Koss’s study had serious flaws. Her survey instrument was highly ambiguous, as University of California at Berkeley social-welfare professor Neil Gilbert has pointed out. But the most powerful refutation of Koss’s research came from her own subjects: 73 percent of the women whom she characterized as rape victims said that they hadn’t been raped. Further—though it is inconceivable that a raped woman would voluntarily have sex again with the fiend who attacked her—42 percent of Koss’s supposed victims had intercourse again with their alleged assailants.
All subsequent feminist rape studies have resulted in this discrepancy between the researchers’ conclusions and the subjects’ own views. A survey of sorority girls at the University of Virginia found that only 23 percent of the subjects whom the survey characterized as rape victims felt that they had been raped—a result that the university’s director of Sexual and Domestic Violence Services calls “discouraging.” Equally damning was a 2000 campus rape study conducted under the aegis of the Department of Justice. Sixty-five percent of what the feminist researchers called “completed rape” victims and three-quarters of “attempted rape” victims said that they did not think that their experiences were “serious enough to report.” The “victims” in the study, moreover, “generally did not state that their victimization resulted in physical or emotional injuries,” report the researchers.

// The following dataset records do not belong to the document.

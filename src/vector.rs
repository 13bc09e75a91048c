//! 2-D directional quantities.

use serde::{Deserialize, Serialize};
use std::ops::{Add, Mul, Neg, Sub};

use crate::point::Point;

/// A directional quantity in two-dimensional space.
#[derive(Debug, Copy, Clone, Default, Serialize, Deserialize, PartialEq, PartialOrd)]
pub struct Vector {
    /// The x-component of the vector.
    pub dx: f64,
    /// The y-component of the vector.
    pub dy: f64,
}

impl Vector {
    /// Creates a new [`Vector`] from (dx, dy) components.
    pub const fn new(dx: f64, dy: f64) -> Self {
        Self { dx, dy }
    }

    /// Returns the zero vector, `(0, 0)`.
    #[inline]
    pub const fn zero() -> Self {
        Self { dx: 0.0, dy: 0.0 }
    }

    /// Creates the vector going from `a` to `b`.
    ///
    /// # Example
    ///
    /// ```
    /// # use geometry2d::prelude::*;
    /// let v = Vector::from_points(Point::new(1.0, 1.0), Point::new(4.0, 5.0));
    /// assert_eq!(v, Vector::new(3.0, 4.0));
    /// ```
    pub fn from_points(a: Point, b: Point) -> Self {
        Self::new(b.x - a.x, b.y - a.y)
    }

    /// Computes the dot product with `other`.
    ///
    /// Commutative: `a.dot(b) == b.dot(a)`.
    ///
    /// # Example
    ///
    /// ```
    /// # use geometry2d::prelude::*;
    /// let a = Vector::new(1.0, 2.0);
    /// let b = Vector::new(3.0, -1.0);
    /// assert_eq!(a.dot(b), 1.0);
    /// ```
    pub fn dot(&self, other: Vector) -> f64 {
        self.dx * other.dx + self.dy * other.dy
    }

    /// Computes the 2-D cross product with `other`.
    ///
    /// Zero iff the two vectors are parallel.
    pub fn cross(&self, other: Vector) -> f64 {
        self.dx * other.dy - self.dy * other.dx
    }

    /// Returns a vector perpendicular to this one.
    ///
    /// The rotation direction is fixed: `(dx, dy)` maps to `(-dy, dx)`.
    ///
    /// # Example
    ///
    /// ```
    /// # use geometry2d::prelude::*;
    /// let v = Vector::new(1.0, 0.0);
    /// assert_eq!(v.normal(), Vector::new(0.0, 1.0));
    /// assert_eq!(v.normal().dot(v), 0.0);
    /// ```
    pub fn normal(&self) -> Vector {
        Vector::new(-self.dy, self.dx)
    }

    /// Returns the Euclidean length of the vector.
    ///
    /// # Example
    ///
    /// ```
    /// # use geometry2d::prelude::*;
    /// assert_eq!(Vector::new(3.0, 4.0).norm(), 5.0);
    /// ```
    pub fn norm(&self) -> f64 {
        self.norm_squared().sqrt()
    }

    /// Returns the squared Euclidean length of the vector.
    ///
    /// Avoids the square root when only relative magnitudes matter.
    pub fn norm_squared(&self) -> f64 {
        self.dx * self.dx + self.dy * self.dy
    }
}

impl From<Point> for Vector {
    /// Converts a point into its position vector from the origin.
    #[inline]
    fn from(p: Point) -> Self {
        Self::new(p.x, p.y)
    }
}

impl Add<Vector> for Vector {
    type Output = Self;
    fn add(self, rhs: Vector) -> Self::Output {
        Self::new(self.dx + rhs.dx, self.dy + rhs.dy)
    }
}

impl Sub<Vector> for Vector {
    type Output = Self;
    fn sub(self, rhs: Vector) -> Self::Output {
        Self::new(self.dx - rhs.dx, self.dy - rhs.dy)
    }
}

impl Neg for Vector {
    type Output = Self;
    fn neg(self) -> Self::Output {
        Self::new(-self.dx, -self.dy)
    }
}

impl Mul<f64> for Vector {
    type Output = Self;
    fn mul(self, rhs: f64) -> Self::Output {
        Self::new(self.dx * rhs, self.dy * rhs)
    }
}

The way the "1 in 4" number gets trumpeted, you'd think the Left Wing Media, you know, was in bed with the feminists or something.

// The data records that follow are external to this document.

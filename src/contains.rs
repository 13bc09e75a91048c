//! Containment tests between geometric objects.

/// Trait for testing whether a geometric object contains another.
pub trait Contains<T: ?Sized> {
    /// Returns true if `other` lies on or within this object.
    fn contains(&self, other: &T) -> bool;
}

impl<T, U> Contains<U> for &T
where
    T: Contains<U>,
{
    fn contains(&self, other: &U) -> bool {
        T::contains(*self, other)
    }
}
//! Errors produced when constructing degenerate geometry.

use thiserror::Error;

/// The error type for invalid geometric constructions.
#[derive(Debug, Clone, PartialEq, Error)]
pub enum Error {
    /// A line or segment was given a direction vector of zero length.
    #[error("line or segment direction has zero length")]
    DegenerateDirection,
    /// A polygon was given fewer than 3 vertices.
    #[error("polygon requires at least 3 vertices, got {count}")]
    TooFewVertices {
        /// The number of vertices supplied.
        count: usize,
    },
    /// Two consecutive polygon vertices coincide, producing a zero-length edge.
    #[error("polygon has a zero-length edge between consecutive vertices")]
    DegenerateEdge,
    /// A circle was given a negative radius.
    #[error("circle radius must be non-negative, got {radius}")]
    NegativeRadius {
        /// The radius supplied.
        radius: f64,
    },
}

/// The result type for geometric constructions.
pub type Result<T> = std::result::Result<T, Error>;
//! Intersections of geometric objects.

/// Trait for calculating the intersection with another geometric object.
pub trait Intersect<T: ?Sized> {
    /// The type of the output representing the intersection.
    type Output;
    /// Calculates the intersection of this object with `other`.
    ///
    /// Returns [`None`] when the two objects do not intersect.
    fn intersect(&self, other: &T) -> Option<Self::Output>;
}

Look, rape is about the worst thing that can happen to somebody. It shouldn't be trivialized by conflating it with the drunken hookup culture which pervades campuses, and which is also in large part a product of feminism. Young women get told how empowering sex is, get loaded to get over their inhibitions and do what the feminists tell them to, and wake up to find the experience to be degrading and not wonderful in the least. Awful, but not rape.

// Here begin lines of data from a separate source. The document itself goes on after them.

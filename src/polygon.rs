//! Polygons with real-valued vertex coordinates.

use serde::{Deserialize, Serialize};

use crate::collide::Collide;
use crate::contains::Contains;
use crate::error::{Error, Result};
use crate::point::Point;
use crate::segment::Segment;
use crate::translate::TranslateMut;
use crate::vector::Vector;
use crate::EPSILON;

/// A polygon, with vertex coordinates given in winding order.
///
/// Vertices are stored in insertion order, which is significant: edges are
/// derived from consecutive vertex pairs, wrapping from the last vertex
/// back to the first. Cloning a polygon produces independent vertex
/// storage, so mutating the clone never affects the original.
#[derive(Debug, Clone, Serialize, Deserialize, PartialEq)]
pub struct Polygon {
    vertices: Vec<Point>,
}

impl Polygon {
    /// Creates a polygon with the given vertices.
    ///
    /// # Errors
    ///
    /// Fails with [`Error::TooFewVertices`] if fewer than 3 vertices are
    /// given, and with [`Error::DegenerateEdge`] if two consecutive
    /// vertices (including the wrap-around pair) coincide. Rejecting
    /// zero-length edges at construction keeps [`Polygon::edges`]
    /// infallible.
    ///
    /// # Example
    ///
    /// ```
    /// # use geometry2d::prelude::*;
    /// let triangle = Polygon::new(vec![
    ///     Point::new(0.0, 0.0),
    ///     Point::new(2.0, 0.0),
    ///     Point::new(1.0, 2.0),
    /// ])?;
    /// assert_eq!(triangle.vertices().len(), 3);
    /// assert_eq!(triangle.edges().len(), 3);
    /// # Ok::<(), geometry2d::error::Error>(())
    /// ```
    pub fn new(vertices: Vec<Point>) -> Result<Self> {
        if vertices.len() < 3 {
            return Err(Error::TooFewVertices {
                count: vertices.len(),
            });
        }
        for (i, &vertex) in vertices.iter().enumerate() {
            let next = vertices[(i + 1) % vertices.len()];
            if Vector::from_points(vertex, next).norm() < EPSILON {
                return Err(Error::DegenerateEdge);
            }
        }
        Ok(Self { vertices })
    }

    /// Returns the vertices of the polygon, in winding order.
    pub fn vertices(&self) -> &[Point] {
        &self.vertices
    }

    /// Returns the edges of the polygon as segments.
    ///
    /// Edges connect consecutive vertices, wrapping from the last vertex
    /// back to the first.
    pub fn edges(&self) -> Vec<Segment> {
        self.vertices
            .iter()
            .enumerate()
            .map(|(i, &vertex)| {
                let next = self.vertices[(i + 1) % self.vertices.len()];
                Segment::new_unchecked(vertex, Vector::from_points(vertex, next))
            })
            .collect()
    }
}

impl TranslateMut for Polygon {
    fn translate_mut(&mut self, offset: Vector) {
        self.vertices.translate_mut(offset);
    }
}

impl Contains<Point> for Polygon {
    /// Returns true if `point` lies inside the polygon.
    ///
    /// Uses even-odd ray casting, valid for convex and non-convex
    /// polygons alike.
    ///
    /// # Example
    ///
    /// ```
    /// # use geometry2d::prelude::*;
    /// let square = Polygon::new(vec![
    ///     Point::new(0.0, 0.0),
    ///     Point::new(4.0, 0.0),
    ///     Point::new(4.0, 4.0),
    ///     Point::new(0.0, 4.0),
    /// ])?;
    /// assert!(square.contains(&Point::new(2.0, 2.0)));
    /// assert!(!square.contains(&Point::new(5.0, 2.0)));
    /// # Ok::<(), geometry2d::error::Error>(())
    /// ```
    fn contains(&self, point: &Point) -> bool {
        let mut inside = false;
        let mut j = self.vertices.len() - 1;
        for i in 0..self.vertices.len() {
            let a = self.vertices[i];
            let b = self.vertices[j];
            if (a.y > point.y) != (b.y > point.y) {
                let x = a.x + (point.y - a.y) * (b.x - a.x) / (b.y - a.y);
                if point.x < x {
                    inside = !inside;
                }
            }
            j = i;
        }
        inside
    }
}

impl Collide<Polygon> for Polygon {
    /// Generic polygon overlap test, usable for non-convex polygons.
    ///
    /// Two polygons overlap if any pair of edges crosses, or if either
    /// polygon fully contains the other (detected by testing a single
    /// vertex, since containment without edge crossings is total).
    fn collides(&self, other: &Polygon) -> bool {
        for edge in self.edges() {
            for other_edge in other.edges() {
                if edge.intercepts(&other_edge) && other_edge.intercepts(&edge) {
                    return true;
                }
            }
        }
        self.contains(&other.vertices[0]) || other.contains(&self.vertices[0])
    }
}

#[cfg(test)]
mod tests {
    use super::*;
    use crate::translate::Translate;

    fn square(x: f64, y: f64, side: f64) -> Polygon {
        Polygon::new(vec![
            Point::new(x, y),
            Point::new(x + side, y),
            Point::new(x + side, y + side),
            Point::new(x, y + side),
        ])
        .unwrap()
    }

    #[test]
    fn under_three_vertices_is_rejected() {
        assert_eq!(
            Polygon::new(vec![Point::zero(), Point::new(1.0, 0.0)]),
            Err(Error::TooFewVertices { count: 2 })
        );
        assert_eq!(Polygon::new(vec![]), Err(Error::TooFewVertices { count: 0 }));
    }

    #[test]
    fn repeated_consecutive_vertices_are_rejected() {
        assert_eq!(
            Polygon::new(vec![
                Point::zero(),
                Point::zero(),
                Point::new(1.0, 0.0),
                Point::new(0.0, 1.0),
            ]),
            Err(Error::DegenerateEdge)
        );
    }

    #[test]
    fn edges_wrap_around() {
        let triangle = Polygon::new(vec![
            Point::new(0.0, 0.0),
            Point::new(2.0, 0.0),
            Point::new(0.0, 2.0),
        ])
        .unwrap();
        let edges = triangle.edges();
        assert_eq!(edges.len(), 3);
        assert_eq!(edges[2].begin(), Point::new(0.0, 2.0));
        assert_eq!(edges[2].end(), Point::new(0.0, 0.0));
    }

    #[test]
    fn ray_casting_handles_concave_polygons() {
        // An L-shaped hexagon with a notch in the upper right.
        let l_shape = Polygon::new(vec![
            Point::new(0.0, 0.0),
            Point::new(4.0, 0.0),
            Point::new(4.0, 2.0),
            Point::new(2.0, 2.0),
            Point::new(2.0, 4.0),
            Point::new(0.0, 4.0),
        ])
        .unwrap();
        assert!(l_shape.contains(&Point::new(1.0, 3.0)));
        assert!(l_shape.contains(&Point::new(3.0, 1.0)));
        assert!(!l_shape.contains(&Point::new(3.0, 3.0)));
    }

    #[test]
    fn overlapping_and_nested_polygons_collide() {
        let a = square(0.0, 0.0, 4.0);
        let b = square(2.0, 2.0, 4.0);
        let inner = square(1.0, 1.0, 1.0);
        let far = square(10.0, 0.0, 1.0);
        assert!(a.collides(&b));
        assert!(a.collides(&inner));
        assert!(inner.collides(&a));
        assert!(!a.collides(&far));
    }

    #[test]
    fn clone_has_independent_vertex_storage() {
        let original = square(0.0, 0.0, 2.0);
        let moved = original.clone().translate(Vector::new(10.0, 0.0));
        assert_eq!(original.vertices()[0], Point::new(0.0, 0.0));
        assert_eq!(moved.vertices()[0], Point::new(10.0, 0.0));
    }
}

Of course, you won't see feminists advising combatting the potential for campus rape by imposing curfews, eliminating coed dorms, and restoring a sense of female propriety.
The problem's not THAT bad, right?
One more thing: if those evil male college students are preying on young feminists to the tune of 25%, wouldn't one expect homosexual rape to be even more prevalent on campus? I mean, the hookup culture is more pronounced among the male gay community, particularly young males, right? That would have to translate into more opportunities for such crimes to be committed, yet I don't see such claims being made outside of penal institutions, where the Left doesn't seem to much care about stopping it.
Curiouser and curiouser, the cracked lens of the modern leftist.